Repeated medical tests have shown a connection between a diet heavy in fast foods and chronic medical conditions, such as obesity and diabetes. The most dense concentration of fast-food restaurants in the area is South LA, where 30% of adult residents are obese, outweighing by far the county’s overall average of 21%. Diabetes develops in greater numbers in South LA, too, with 11.7% of the population diagnosed with the disease. The county average for diabetes is 8.1%
Of the 8,200 restaurants in LA, fast-food establishments are clustered more closely in South LA than in other parts of the city. In South LA, 45% of all food establishments are fast-food eateries. South LA is also where the concentration of grocery stores is the lowest.

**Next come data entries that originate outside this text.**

//! Caregiver self-select
//!
//! Caregivers browse open shifts in their branch over the next seven
//! days, see only shifts they would clear the proposal threshold for, and
//! claim one directly. A claim re-scores at claim time; when the
//! caregiver's profile opts into auto-assignment and the score clears the
//! auto-assign threshold, the claim drives straight through the accept
//! path.

use chrono::Duration;

use crate::candidate::MatchCandidate;
use crate::error::{MatchingError, MatchingResult};
use crate::history::{MatchHistory, MatchOutcome as HistoryOutcome};
use crate::ids::{CaregiverId, OpenShiftId};
use crate::proposal::{AssignmentProposal, ProposalMethod, ResponseMethod};
use crate::scorer;
use crate::shift::MatchingStatus;

use super::{AuthContext, Deadline, MatchingEngine, ProposalResponse};

/// Shift statuses a caregiver may browse and claim from
const BROWSABLE: [MatchingStatus; 4] = [
    MatchingStatus::New,
    MatchingStatus::Matching,
    MatchingStatus::Matched,
    MatchingStatus::Proposed,
];

/// Days ahead (inclusive) shown on the open-shift board
const BROWSE_WINDOW_DAYS: i64 = 7;

/// Auto-assign floor applied when the configuration does not set one
const DEFAULT_AUTO_ASSIGN_THRESHOLD: u8 = 85;

impl MatchingEngine {
    /// Ranked shifts the caregiver could claim over the next seven days
    pub async fn available_shifts_for_caregiver(
        &self,
        auth: &AuthContext,
        caregiver_id: CaregiverId,
    ) -> MatchingResult<Vec<MatchCandidate>> {
        let caregiver = self
            .data()
            .get_caregiver(caregiver_id)
            .await?
            .ok_or_else(|| MatchingError::NotFound(format!("caregiver {}", caregiver_id)))?;
        self.ensure_same_org(auth, caregiver.organization_id)?;

        let now = self.now();
        let today = now.date_naive();
        let shifts = self
            .store()
            .shifts_in_window(
                caregiver.primary_branch_id,
                today,
                today + Duration::days(BROWSE_WINDOW_DAYS),
                &BROWSABLE,
            )
            .await?;

        let mut candidates = Vec::new();
        for shift in shifts {
            if shift.blocked_caregivers.contains(&caregiver_id) {
                continue;
            }
            let config = match self.resolve_config(&shift, None).await {
                Ok(config) => config,
                Err(MatchingError::Validation(_)) => continue,
                Err(err) => return Err(err),
            };
            let ctx = self
                .loader()
                .load_one(&shift, caregiver.clone(), now)
                .await?;
            let candidate = self.scorer().score(&shift, &ctx, &config, now);
            if candidate.clears(config.min_score_for_proposal) {
                candidates.push(candidate);
            }
        }

        scorer::rank(&mut candidates);
        Ok(candidates)
    }

    /// Claim one open shift as a caregiver
    pub async fn claim_shift(
        &self,
        auth: &AuthContext,
        caregiver_id: CaregiverId,
        open_shift_id: OpenShiftId,
        deadline: Option<Deadline>,
    ) -> MatchingResult<AssignmentProposal> {
        let now = self.now();
        self.check_deadline(deadline)?;
        let shift = self
            .store()
            .get_shift(open_shift_id)
            .await?
            .ok_or_else(|| MatchingError::NotFound(format!("open shift {}", open_shift_id)))?;
        self.ensure_same_org(auth, shift.organization_id)?;

        if shift.matching_status.is_terminal() {
            return Err(MatchingError::Conflict(format!(
                "shift {} is already assigned",
                shift.id
            )));
        }
        if shift.matching_status == MatchingStatus::Matching {
            return Err(MatchingError::Concurrency(shift.id.to_string()));
        }

        let caregiver = self
            .data()
            .get_caregiver(caregiver_id)
            .await?
            .ok_or_else(|| MatchingError::NotFound(format!("caregiver {}", caregiver_id)))?;

        // Eligibility and threshold must hold at claim time
        let config = self.resolve_config(&shift, None).await?;
        let ctx = self.loader().load_one(&shift, caregiver, now).await?;
        let candidate = self.scorer().score(&shift, &ctx, &config, now);

        if !candidate.is_eligible {
            let blocking: Vec<String> = candidate
                .eligibility_issues
                .iter()
                .filter(|i| i.severity == crate::candidate::IssueSeverity::Blocking)
                .map(|i| i.message.clone())
                .collect();
            return Err(MatchingError::Validation(format!(
                "caregiver is not eligible for this shift: {}",
                blocking.join("; ")
            )));
        }
        if candidate.overall_score < config.min_score_for_proposal {
            return Err(MatchingError::ScoreBelowThreshold {
                score: candidate.overall_score,
                minimum_required: config.min_score_for_proposal,
            });
        }

        // Last cancellation point before state-changing writes
        self.check_deadline(deadline)?;

        let proposal = self
            .emit_proposal(
                auth,
                &shift,
                &candidate,
                ProposalMethod::CaregiverSelfSelect,
                false,
                None,
            )
            .await?;

        if shift.matching_status != MatchingStatus::Proposed {
            self.store()
                .transition_shift(shift.id, MatchingStatus::Proposed, self.now())
                .await?;
        }

        self.record_history(
            MatchHistory::for_attempt(
                shift.id,
                shift.visit_id,
                shift.organization_id,
                HistoryOutcome::Proposed,
                shift.match_attempts,
                self.now(),
            )
            .with_proposal(
                proposal.id,
                proposal.caregiver_id,
                proposal.match_score,
                proposal.match_quality,
            )
            .with_note("caregiver self-select"),
        )
        .await;

        // Profile-gated immediate acceptance
        let auto_assign = self
            .store()
            .get_preference_profile(caregiver_id)
            .await?
            .map(|profile| profile.accept_auto_assignment)
            .unwrap_or(false);
        let threshold = config
            .auto_assign_threshold
            .unwrap_or(DEFAULT_AUTO_ASSIGN_THRESHOLD);

        if auto_assign && candidate.overall_score >= threshold {
            tracing::info!(
                proposal_id = %proposal.id,
                caregiver_id = %caregiver_id,
                score = candidate.overall_score,
                "auto-accepting self-selected shift"
            );
            return self
                .respond_to_proposal(
                    auth,
                    proposal.id,
                    ProposalResponse {
                        accept: true,
                        response_method: ResponseMethod::MobileApp,
                        rejection_reason: None,
                        rejection_category: None,
                        notes: None,
                    },
                    deadline,
                )
                .await;
        }

        Ok(proposal)
    }
}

While the definition of a limited menu needs some clarification before presentation to the city council, the proposal is winning favor across a wide audience. The city’s Community Redevelopment Agency has begun offering incentives to grocers and full-service restaurants interested in setting up shop in the nutritionally challenged neighborhoods of South LA.
The California Restaurant Association lobbied against the ban in its initial stages but a spokesman for the industry association claims to be working with regulators as it awaits an official definition of fast food. There is also a great deal of speculation as to the use of vacant lots throughout the area that were to be future sites of new fast-food restaurants.